- **Your task**:
What lines in the data hold the string "unset"? Show them.

Records from a data collection
use anyhow::Result;
use async_trait::async_trait;
use hub_shared::{MqttConfig, MqttError, QoS, TopicFilter, Transport};
use rumqttc::{AsyncClient, Event, EventLoop, Outgoing, Packet, QoS as RumqttQoS};
use std::sync::Arc;
use std::time::Duration as StdDuration;
use tokio::sync::watch;
use tokio::task::JoinHandle;
use tracing::{debug, error, info, warn};

use crate::dispatcher::IngestionDispatcher;

fn to_rumqtt_qos(qos: QoS) -> RumqttQoS {
    match qos {
        QoS::AtMostOnce => RumqttQoS::AtMostOnce,
        QoS::AtLeastOnce => RumqttQoS::AtLeastOnce,
        QoS::ExactlyOnce => RumqttQoS::ExactlyOnce,
    }
}

// Bridge MQTT 客户端
#[derive(Clone)]
pub struct BridgeMqttClient {
    client: AsyncClient,
    config: MqttConfig,
}

impl BridgeMqttClient {
    pub fn new(config: MqttConfig) -> Result<(Self, EventLoop)> {
        let mut mqtt_options = rumqttc::MqttOptions::new(
            config.client_id.clone(),
            &config.broker_host,
            config.broker_port,
        );

        // 设置认证信息
        if let (Some(username), Some(password)) = (&config.username, &config.password) {
            mqtt_options.set_credentials(username, password);
        }

        // 设置保持连接
        mqtt_options.set_keep_alive(StdDuration::from_secs(config.keep_alive));
        mqtt_options.set_clean_session(config.clean_session);

        let (client, event_loop) = AsyncClient::new(mqtt_options, config.request_channel_capacity);

        Ok((Self { client, config }, event_loop))
    }

    /// 启动事件循环任务，直到 shutdown 被触发
    pub fn start(
        &self,
        event_loop: EventLoop,
        dispatcher: Arc<IngestionDispatcher>,
        shutdown: watch::Receiver<bool>,
    ) -> JoinHandle<()> {
        info!(
            "Starting MQTT client {} for {}:{}",
            self.config.client_id, self.config.broker_host, self.config.broker_port
        );

        let client = self.client.clone();
        let config = self.config.clone();

        tokio::spawn(async move {
            run_event_loop(client, config, event_loop, dispatcher, shutdown).await;
        })
    }
}

#[async_trait]
impl Transport for BridgeMqttClient {
    async fn publish(&self, topic: &str, payload: Vec<u8>, qos: QoS) -> Result<(), MqttError> {
        self.client
            .publish(topic, to_rumqtt_qos(qos), false, payload)
            .await
            .map_err(|e| MqttError::Publish(format!("{}: {}", topic, e)))?;

        debug!("Published MQTT message to topic: {}", topic);
        Ok(())
    }
}

// 订阅主题
async fn subscribe_filter(client: &AsyncClient, topic_filter: &TopicFilter) -> Result<(), MqttError> {
    client
        .subscribe(&topic_filter.topic_pattern, to_rumqtt_qos(topic_filter.qos))
        .await
        .map_err(|e| MqttError::Subscribe(format!("{}: {}", topic_filter.topic_pattern, e)))?;

    info!("Subscribed to MQTT topic: {}", topic_filter.topic_pattern);
    Ok(())
}

async fn subscribe_inbound(client: AsyncClient, filters: Vec<TopicFilter>) {
    for filter in &filters {
        if let Err(e) = subscribe_filter(&client, filter).await {
            error!("{}", e);
        }
    }
}

// 运行事件循环
async fn run_event_loop(
    client: AsyncClient,
    config: MqttConfig,
    mut event_loop: EventLoop,
    dispatcher: Arc<IngestionDispatcher>,
    mut shutdown: watch::Receiver<bool>,
) {
    info!("Starting MQTT event loop");
    let reconnect_delay = StdDuration::from_millis(config.reconnect_interval_ms);

    loop {
        let event = tokio::select! {
            _ = shutdown.changed() => break,
            event = event_loop.poll() => event,
        };

        match event {
            Ok(Event::Incoming(Packet::ConnAck(connack))) => {
                info!("MQTT connection established: {:?}", connack.code);

                // 每次重连都重新订阅；在独立任务中发送，避免阻塞 poll
                tokio::spawn(subscribe_inbound(client.clone(), TopicFilter::inbound(&config)));
            }
            Ok(Event::Incoming(Packet::Publish(publish))) => {
                // 每条消息一个任务，处理失败不影响事件循环
                let dispatcher = dispatcher.clone();
                tokio::spawn(async move {
                    dispatcher.dispatch(&publish.topic, &publish.payload).await;
                });
            }
            Ok(Event::Incoming(Packet::SubAck(suback))) => {
                debug!("Subscription acknowledged: {:?}", suback.return_codes);
            }
            Ok(Event::Incoming(Packet::Disconnect)) => {
                warn!("MQTT broker requested disconnect");
            }
            Ok(_) => {}
            Err(e) => {
                error!("MQTT connection error: {}; retrying in {:?}", e, reconnect_delay);
                tokio::select! {
                    _ = shutdown.changed() => break,
                    _ = tokio::time::sleep(reconnect_delay) => {}
                }
            }
        }
    }

    disconnect(&client, &mut event_loop).await;
    info!("MQTT event loop stopped");
}

// 发送 DISCONNECT 并等待其写出
async fn disconnect(client: &AsyncClient, event_loop: &mut EventLoop) {
    if let Err(e) = client.try_disconnect() {
        warn!("Failed to queue MQTT disconnect: {}", e);
        return;
    }

    let flush = async {
        loop {
            match event_loop.poll().await {
                Ok(Event::Outgoing(Outgoing::Disconnect)) | Err(_) => break,
                Ok(_) => {}
            }
        }
    };

    if tokio::time::timeout(StdDuration::from_secs(2), flush).await.is_err() {
        warn!("Timed out waiting for MQTT disconnect to flush");
    }
}
use async_trait::async_trait;

use crate::types::{
    Device, DeviceId, DeviceStatus, HubResult, Location, LocationId, NewDevice,
    NewTelemetrySample, TelemetrySample, TenantId,
};

// 位置存储
#[async_trait]
pub trait LocationRepository: Send + Sync {
    /// 只返回属于该租户的位置
    async fn find_location_for_tenant(
        &self,
        tenant_id: TenantId,
        location_id: LocationId,
    ) -> HubResult<Option<Location>>;
}

// 设备存储。租户归属始终通过 location 推导。
#[async_trait]
pub trait DeviceRepository: Send + Sync {
    async fn find_device(&self, device_id: DeviceId) -> HubResult<Option<Device>>;

    async fn find_device_for_tenant(
        &self,
        tenant_id: TenantId,
        device_id: DeviceId,
    ) -> HubResult<Option<Device>>;

    async fn find_device_by_mac(&self, mac_address: &str) -> HubResult<Option<Device>>;

    async fn list_devices_for_tenant(&self, tenant_id: TenantId) -> HubResult<Vec<Device>>;

    async fn device_exists_for_tenant(
        &self,
        tenant_id: TenantId,
        device_id: DeviceId,
    ) -> HubResult<bool>;

    async fn insert_device(&self, device: NewDevice) -> HubResult<Device>;

    /// 写回 location、name、status 三个可变字段
    async fn save_device(&self, device: &Device) -> HubResult<Device>;

    async fn update_device_status(&self, device_id: DeviceId, status: DeviceStatus) -> HubResult<()>;

    async fn delete_device(&self, device_id: DeviceId) -> HubResult<()>;
}

// 遥测存储，样本写入后只读
#[async_trait]
pub trait TelemetryRepository: Send + Sync {
    /// 返回写入的条数
    async fn insert_samples(&self, samples: &[NewTelemetrySample]) -> HubResult<u64>;

    /// 时间范围为闭区间，按时间升序
    async fn find_samples(
        &self,
        device_id: DeviceId,
        start_ms: i64,
        end_ms: i64,
    ) -> HubResult<Vec<TelemetrySample>>;

    /// 租户名下所有设备的遥测，按设备再按时间升序
    async fn find_samples_for_tenant(
        &self,
        tenant_id: TenantId,
        start_ms: i64,
        end_ms: i64,
    ) -> HubResult<Vec<TelemetrySample>>;

    async fn latest_sample(&self, device_id: DeviceId) -> HubResult<Option<TelemetrySample>>;

    async fn delete_samples_for_device(&self, device_id: DeviceId) -> HubResult<u64>;
}
pub mod resolver;
pub mod telemetry;
pub mod dispatcher;
pub mod publisher;
pub mod device_service;
pub mod mqtt_client;
pub mod storage;

use hub_shared::{DeviceRepository, LocationRepository, QoS, TelemetryRepository, Transport};
use std::sync::Arc;

pub use device_service::DeviceService;
pub use dispatcher::{DispatchOutcome, DropReason, IngestionDispatcher};
pub use publisher::CommandPublisher;
pub use resolver::DeviceResolver;
pub use telemetry::TelemetrySink;

/// 组装好的入站和出站处理组件
#[derive(Clone)]
pub struct Hub {
    pub dispatcher: Arc<IngestionDispatcher>,
    pub devices: Arc<DeviceService>,
}

impl Hub {
    pub fn new<S>(store: Arc<S>, transport: Arc<dyn Transport>, qos: QoS) -> Self
    where
        S: LocationRepository + DeviceRepository + TelemetryRepository + 'static,
    {
        let resolver = DeviceResolver::new(store.clone());
        let sink = TelemetrySink::new(store.clone());
        let dispatcher = IngestionDispatcher::new(resolver, sink, store.clone());

        let publisher = CommandPublisher::new(transport, qos);
        let devices = DeviceService::new(store.clone(), store.clone(), store, publisher);

        Self {
            dispatcher: Arc::new(dispatcher),
            devices: Arc::new(devices),
        }
    }
}
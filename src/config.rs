use serde::Deserialize;

/// Application configuration loaded from environment variables
#[derive(Debug, Deserialize, Clone)]
pub struct Config {
    /// Server host address
    #[serde(default = "default_host")]
    pub host: String,

    /// Server port
    #[serde(default = "default_port")]
    pub port: u16,

    /// JSON array file holding every recorded choice
    #[serde(default = "default_choices_file")]
    pub choices_file: String,

    /// JSON file backing the client session state
    #[serde(default = "default_session_file")]
    pub session_file: String,

    /// Bundled catalog file, rewritten by the cover backfill tool
    #[serde(default = "default_catalog_file")]
    pub catalog_file: String,

    /// Google Books API base URL
    #[serde(default = "default_google_books_api_url")]
    pub google_books_api_url: String,

    /// Optional Google Books API key (raises quota)
    #[serde(default)]
    pub google_books_api_key: Option<String>,

    /// Results requested per catalog search
    #[serde(default = "default_search_max_results")]
    pub search_max_results: u32,

    /// Fixed seed for the recommender jitter; random when unset
    #[serde(default)]
    pub recommender_seed: Option<u64>,
}

fn default_host() -> String {
    "127.0.0.1".to_string()
}

fn default_port() -> u16 {
    4000
}

fn default_choices_file() -> String {
    "choices.json".to_string()
}

fn default_session_file() -> String {
    "session.json".to_string()
}

fn default_catalog_file() -> String {
    "data/books.json".to_string()
}

fn default_google_books_api_url() -> String {
    "https://www.googleapis.com/books/v1".to_string()
}

fn default_search_max_results() -> u32 {
    15
}

impl Default for Config {
    fn default() -> Self {
        Self {
            host: default_host(),
            port: default_port(),
            choices_file: default_choices_file(),
            session_file: default_session_file(),
            catalog_file: default_catalog_file(),
            google_books_api_url: default_google_books_api_url(),
            google_books_api_key: None,
            search_max_results: default_search_max_results(),
            recommender_seed: None,
        }
    }
}

impl Config {
    /// Load configuration from environment variables
    pub fn from_env() -> anyhow::Result<Self> {
        dotenvy::dotenv().ok();
        envy::from_env::<Config>().map_err(|e| anyhow::anyhow!("Failed to load config: {}", e))
    }

    /// Treats an empty `GOOGLE_BOOKS_API_KEY` as unset
    pub fn api_key(&self) -> Option<String> {
        self.google_books_api_key
            .as_deref()
            .map(str::trim)
            .filter(|k| !k.is_empty())
            .map(str::to_string)
    }
}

- **Solution to the exercise**:
    /// Fixed seed for the recommender jitter; random when unset
    /// Treats an empty `GOOGLE_BOOKS_API_KEY` as unset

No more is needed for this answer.